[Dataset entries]

######

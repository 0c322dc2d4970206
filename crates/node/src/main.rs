mod adc;
mod config;
mod control;
mod dht;
mod link;
mod mqtt;
mod scheduler;
mod sensor;
#[cfg(feature = "sim")]
mod sim;
mod state;
mod telemetry;
mod valve;
mod web;

use std::env;
use std::sync::Arc;
use std::time::Duration;

use anyhow::{Context, Result};
use rumqttc::{AsyncClient, MqttOptions};
use tokio::sync::{mpsc, watch, RwLock};
use tracing_subscriber::EnvFilter;

use crate::config::NodeConfig;
use crate::control::Threshold;
use crate::link::{Backoff, LinkStatus};
use crate::scheduler::Node;
use crate::sensor::{ClimateProbe, MoistureProbe, SensorReader};
use crate::state::NodeStatus;
use crate::telemetry::TelemetryPublisher;
use crate::valve::ValveRelay;

#[cfg(all(not(feature = "adc"), not(feature = "sim")))]
compile_error!("no moisture backend: enable the `adc` or `sim` feature");
#[cfg(all(not(feature = "gpio"), not(feature = "sim")))]
compile_error!("no climate backend: enable the `gpio` or `sim` feature");

#[tokio::main(flavor = "current_thread")]
async fn main() -> Result<()> {
    tracing_subscriber::fmt()
        .with_env_filter(
            EnvFilter::try_from_default_env().unwrap_or_else(|_| EnvFilter::new("info")),
        )
        .init();

    let config_path = env::var("CONFIG_PATH").unwrap_or_else(|_| "greenhouse.toml".to_string());
    let config = config::load(&config_path)?;

    tracing::info!(
        node = %config.node_id,
        broker = %format!("{}:{}", config.mqtt_host, config.mqtt_port),
        "greenhouse node starting"
    );

    // ── Hardware ────────────────────────────────────────────
    let sensors = SensorReader::new(moisture_probe(&config)?, climate_probe(&config)?);
    let valve = ValveRelay::new(gpio_pin(config.relay_gpio_pin)?, config.relay_active_low)?;

    // ── MQTT ────────────────────────────────────────────────
    let client_id = format!("greenhouse-node-{}", config.node_id);
    let mut opts = MqttOptions::new(client_id, config.mqtt_host.clone(), config.mqtt_port);
    opts.set_keep_alive(Duration::from_secs(config.keep_alive_sec));
    let (client, eventloop) = AsyncClient::new(opts, 20);

    let (cmd_tx, cmd_rx) = mpsc::unbounded_channel();
    let (link_tx, link_rx) = watch::channel(LinkStatus::default());
    let backoff = Backoff::new(
        Duration::from_secs(config.backoff_min_sec),
        Duration::from_secs(config.backoff_max_sec),
    );
    let session = mqtt::Session::new(config.node_id.clone(), cmd_tx, link_tx, backoff);
    tokio::spawn(mqtt::run_session(client.clone(), eventloop, session));

    // ── Status API ──────────────────────────────────────────
    let (threshold, clamped) = Threshold::clamped(config.default_threshold);
    if clamped {
        tracing::warn!(
            configured = config.default_threshold,
            applied = threshold.get(),
            "default threshold clamped"
        );
    }

    let status = if config.web_port != 0 {
        let status = Arc::new(RwLock::new(NodeStatus::new(
            config.node_id.clone(),
            threshold.get(),
        )));
        let web_status = status.clone();
        let port = config.web_port;
        tokio::spawn(async move {
            if let Err(e) = web::serve(web_status, port).await {
                tracing::error!("status api stopped: {e:#}");
            }
        });
        Some(status)
    } else {
        tracing::info!("status api disabled");
        None
    };

    // ── Control loop ────────────────────────────────────────
    let telemetry = TelemetryPublisher::new(
        mqtt::MqttSink::new(client, link_rx.clone()),
        config.node_id.clone(),
    );
    let mut node = Node::new(
        threshold,
        sensors,
        valve,
        telemetry,
        config.control_interval(),
        config.climate_interval(),
    );

    tokio::select! {
        _ = scheduler::run(&mut node, cmd_rx, link_rx, status, config.poll_interval()) => {}
        res = tokio::signal::ctrl_c() => {
            res.context("failed to listen for shutdown signal")?;
            tracing::info!("shutdown requested");
        }
    }

    node.shutdown();
    Ok(())
}

fn gpio_pin(pin: i64) -> Result<u8> {
    u8::try_from(pin).with_context(|| format!("gpio pin {pin} out of range"))
}

#[cfg(feature = "adc")]
fn moisture_probe(config: &NodeConfig) -> Result<Box<dyn MoistureProbe>> {
    Ok(Box::new(adc::Ads1115Moisture::new(
        config.adc_address,
        config.adc_channel,
    )?))
}

#[cfg(all(not(feature = "adc"), feature = "sim"))]
fn moisture_probe(config: &NodeConfig) -> Result<Box<dyn MoistureProbe>> {
    let scenario = sim::Scenario::from_str_lossy(&config.sim_scenario);
    tracing::info!(%scenario, "[sim] simulated moisture probe");
    Ok(Box::new(sim::SimMoisture::new(scenario)))
}

#[cfg(feature = "gpio")]
fn climate_probe(config: &NodeConfig) -> Result<Box<dyn ClimateProbe>> {
    Ok(Box::new(dht::Dht22::new(gpio_pin(config.climate_gpio_pin)?)?))
}

#[cfg(all(not(feature = "gpio"), feature = "sim"))]
fn climate_probe(config: &NodeConfig) -> Result<Box<dyn ClimateProbe>> {
    let scenario = sim::Scenario::from_str_lossy(&config.sim_scenario);
    Ok(Box::new(sim::SimClimate::new(
        scenario,
        config.sim_day_period_sec as f64,
    )))
}
//! Simulated greenhouse for development without hardware.
//!
//! - Soil moisture: random walk on the raw analog scale with mean reversion,
//!   a steady drying drift and a wetting response while the valve is open.
//! - Climate: slow sinusoidal day cycle plus noise; the sensor occasionally
//!   fails outright or returns NaN, like a real DHT22 on a long wire.

use std::fmt;

use anyhow::bail;

use crate::sensor::{Climate, ClimateProbe, MoistureProbe, RAW_MAX};

// ---------------------------------------------------------------------------
// Gaussian approximation (no extra dependency)
// ---------------------------------------------------------------------------

/// Irwin-Hall: sum of 12 uniform [0,1) values minus 6.
fn approx_std_normal() -> f64 {
    let mut sum: f64 = 0.0;
    for _ in 0..12 {
        sum += fastrand::f64();
    }
    sum - 6.0
}

fn gaussian(mean: f64, sigma: f64) -> f64 {
    mean + sigma * approx_std_normal()
}

// ---------------------------------------------------------------------------
// Scenario presets
// ---------------------------------------------------------------------------

/// Simulation profiles selectable via `SIM_SCENARIO`.
#[derive(Debug, Clone, Copy, PartialEq, Eq)]
pub enum Scenario {
    /// Starts mid-range and dries steadily; Auto mode will start watering.
    Drying,
    /// Hovers near the middle with little noise.
    Stable,
    /// Noisy moisture and a climate sensor that fails one read in five.
    Flaky,
    /// Starts wet and dries slowly.
    Wet,
}

impl Scenario {
    pub fn from_str_lossy(s: &str) -> Self {
        match s.to_ascii_lowercase().as_str() {
            "stable" => Self::Stable,
            "flaky" => Self::Flaky,
            "wet" => Self::Wet,
            _ => Self::Drying,
        }
    }

    /// (drift, walk sigma, start fraction toward dry, climate fault rate)
    fn params(self) -> (f64, f64, f64, f32) {
        match self {
            Self::Drying => (1.5, 4.0, 0.5, 0.02),
            Self::Stable => (0.1, 1.5, 0.5, 0.0),
            Self::Flaky => (1.0, 12.0, 0.5, 0.20),
            Self::Wet => (0.3, 3.0, 0.15, 0.02),
        }
    }
}

impl fmt::Display for Scenario {
    fn fmt(&self, f: &mut fmt::Formatter<'_>) -> fmt::Result {
        match self {
            Self::Drying => write!(f, "drying"),
            Self::Stable => write!(f, "stable"),
            Self::Flaky => write!(f, "flaky"),
            Self::Wet => write!(f, "wet"),
        }
    }
}

// ---------------------------------------------------------------------------
// Moisture
// ---------------------------------------------------------------------------

pub struct SimMoisture {
    /// Current raw count; higher is drier.
    raw: f64,
    drift: f64,
    walk_sigma: f64,
    mean_reversion: f64,
    center: f64,
    watering: bool,
    wet_rate: f64,
}

impl SimMoisture {
    pub fn new(scenario: Scenario) -> Self {
        let (drift, walk_sigma, start_frac, _) = scenario.params();
        let max = f64::from(RAW_MAX);
        Self {
            raw: (start_frac * max + gaussian(0.0, max * 0.02)).clamp(0.0, max),
            drift,
            walk_sigma,
            mean_reversion: 0.005,
            center: max * 0.6,
            watering: false,
            wet_rate: -12.0,
        }
    }
}

impl MoistureProbe for SimMoisture {
    fn read_raw(&mut self) -> u16 {
        let pull = self.mean_reversion * (self.center - self.raw);
        let walk = gaussian(0.0, self.walk_sigma);
        let wet = if self.watering { self.wet_rate } else { 0.0 };

        self.raw = (self.raw + self.drift + pull + walk + wet).clamp(0.0, f64::from(RAW_MAX));
        self.raw.round() as u16
    }

    fn notify_valve(&mut self, open: bool) {
        self.watering = open;
    }
}

// ---------------------------------------------------------------------------
// Climate
// ---------------------------------------------------------------------------

pub struct SimClimate {
    fault_rate: f32,
    /// Seconds per simulated day.
    day_period_s: f64,
}

impl SimClimate {
    pub fn new(scenario: Scenario, day_period_s: f64) -> Self {
        let (_, _, _, fault_rate) = scenario.params();
        Self {
            fault_rate,
            day_period_s,
        }
    }
}

impl ClimateProbe for SimClimate {
    fn read(&mut self) -> anyhow::Result<Climate> {
        if fastrand::f32() < self.fault_rate {
            // Half the faults look like a timeout, half like a garbled frame.
            if fastrand::bool() {
                bail!("no response from climate sensor");
            }
            return Ok(Climate {
                temperature_c: f32::NAN,
                humidity_percent: f32::NAN,
            });
        }

        let now_s = time::OffsetDateTime::now_utc().unix_timestamp() as f64;
        let phase = (2.0 * std::f64::consts::PI * now_s / self.day_period_s).sin();

        let temperature = 22.0 + 6.0 * phase + gaussian(0.0, 0.2);
        // Humidity falls as the greenhouse warms up.
        let humidity = (65.0 - 15.0 * phase + gaussian(0.0, 1.0)).clamp(0.0, 100.0);

        Ok(Climate {
            temperature_c: temperature as f32,
            humidity_percent: humidity as f32,
        })
    }
}

// ===========================================================================
// Tests
// ===========================================================================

######

▶ Work to complete
Go through the data and gather every line that holds "MoistureProbe".

▶ Answer space
use crate::sensor::{ClimateProbe, MoistureProbe, SensorReader};
fn moisture_probe(config: &NodeConfig) -> Result<Box<dyn MoistureProbe>> {
fn moisture_probe(config: &NodeConfig) -> Result<Box<dyn MoistureProbe>> {
use crate::sensor::{Climate, ClimateProbe, MoistureProbe, RAW_MAX};
impl MoistureProbe for SimMoisture {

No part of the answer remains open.